Transient responses of pulmonary stretch receptors in the dog to inhalation of carbon dioxide

Abstract

The transient response to hypercapnia (8% CO 2 in O 2) has been studied for 22 pulmonary stretch receptors in 12 dogs, anaesthetized and artificially ventilated, in which the end-tidal CO 2 was maintained at 15 mm Hg. Hypercapnia inhibited the activity of the stretch receptors ; the time course of this inhibition was slower for stretch receptors localized in the larger extrapulmonary airways than for those localized in the smaller intrapulmonary airways. The maximum inhibition occurred after 16 sec and 90 sec for receptors placed in the intrapulmonary and extrapulmonary airways, respectively; the mean frequency of discharge was reduced in both eases to 75% of that of the control breaths.

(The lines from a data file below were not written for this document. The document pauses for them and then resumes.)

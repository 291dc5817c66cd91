//! [`Ciphertext`]: an ordered sequence of RNS polynomials encrypting a
//! [`Plaintext`] under a BFV secret or public key.

use crate::context::Context;
use crate::error::{Error, Result};
use fhe_math::Poly;
use itertools::{izip, Itertools};
use std::ops::{Add, AddAssign, Neg, Sub, SubAssign};
use std::rc::Rc;

/// A BFV ciphertext: `[c_0, c_1, ..., c_{s-1}]`, each a polynomial in RNS
/// form under the context's base `q`.
///
/// A fresh encryption has size 2. Multiplying two ciphertexts of sizes
/// `s_a, s_b` produces one of size `s_a + s_b - 1`; relinearization brings a
/// size-3 ciphertext back down to 2.
#[derive(Debug, Clone, PartialEq)]
pub struct Ciphertext {
	pub(crate) ctx: Rc<Context>,
	pub(crate) c: Vec<Poly>,
}

impl Ciphertext {
	pub(crate) fn new(ctx: &Rc<Context>, c: Vec<Poly>) -> Self {
		debug_assert!(c.len() >= 2);
		Self { ctx: ctx.clone(), c }
	}

	pub fn context(&self) -> &Rc<Context> {
		&self.ctx
	}

	/// Number of polynomial components.
	pub fn size(&self) -> usize {
		self.c.len()
	}

	pub fn components(&self) -> &[Poly] {
		&self.c
	}

	fn check_context(&self, other: &Ciphertext) -> Result<()> {
		if self.ctx != other.ctx {
			return Err(Error::MismatchedContext);
		}
		Ok(())
	}
}

impl Add<&Ciphertext> for &Ciphertext {
	type Output = Result<Ciphertext>;

	fn add(self, rhs: &Ciphertext) -> Result<Ciphertext> {
		self.check_context(rhs)?;
		let (longer, shorter) = if self.c.len() >= rhs.c.len() { (self, rhs) } else { (rhs, self) };
		let mut c = longer.c.clone();
		izip!(c.iter_mut(), &shorter.c).for_each(|(a, b)| *a += b);
		Ok(Ciphertext::new(&self.ctx, c))
	}
}

impl Sub<&Ciphertext> for &Ciphertext {
	type Output = Result<Ciphertext>;

	fn sub(self, rhs: &Ciphertext) -> Result<Ciphertext> {
		self.check_context(rhs)?;
		let size = self.c.len().max(rhs.c.len());
		let mut c = Vec::with_capacity(size);
		for i in 0..size {
			c.push(match (self.c.get(i), rhs.c.get(i)) {
				(Some(a), Some(b)) => a - b,
				(Some(a), None) => a.clone(),
				(None, Some(b)) => -b,
				(None, None) => unreachable!(),
			});
		}
		Ok(Ciphertext::new(&self.ctx, c))
	}
}

impl Neg for &Ciphertext {
	type Output = Ciphertext;

	fn neg(self) -> Ciphertext {
		let c = self.c.iter().map(|ci| -ci).collect_vec();
		Ciphertext::new(&self.ctx, c)
	}
}

impl AddAssign<&Ciphertext> for Ciphertext {
	fn add_assign(&mut self, rhs: &Ciphertext) {
		*self = (&*self + rhs).expect("mismatched contexts in += ");
	}
}

impl SubAssign<&Ciphertext> for Ciphertext {
	fn sub_assign(&mut self, rhs: &Ciphertext) {
		*self = (&*self - rhs).expect("mismatched contexts in -= ");
	}
}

The inhibitory effect of CO 2 was found to be significantly greater in the intrapulmonary receptors after ligature of the pulmonary artery. These effects do not seem to be due to a variation of the bronchomotor tone since they were not influenced by the administration of isoprenaline. The results are interpreted rather as responses to local variation of H + concentration since the administration of acetazolamide was found to block the eflects of CO 2 on the discharge of stretch receptors. These results might suggest the existence of a mechanism partially responsible for the ventilatory response to carbon dioxide.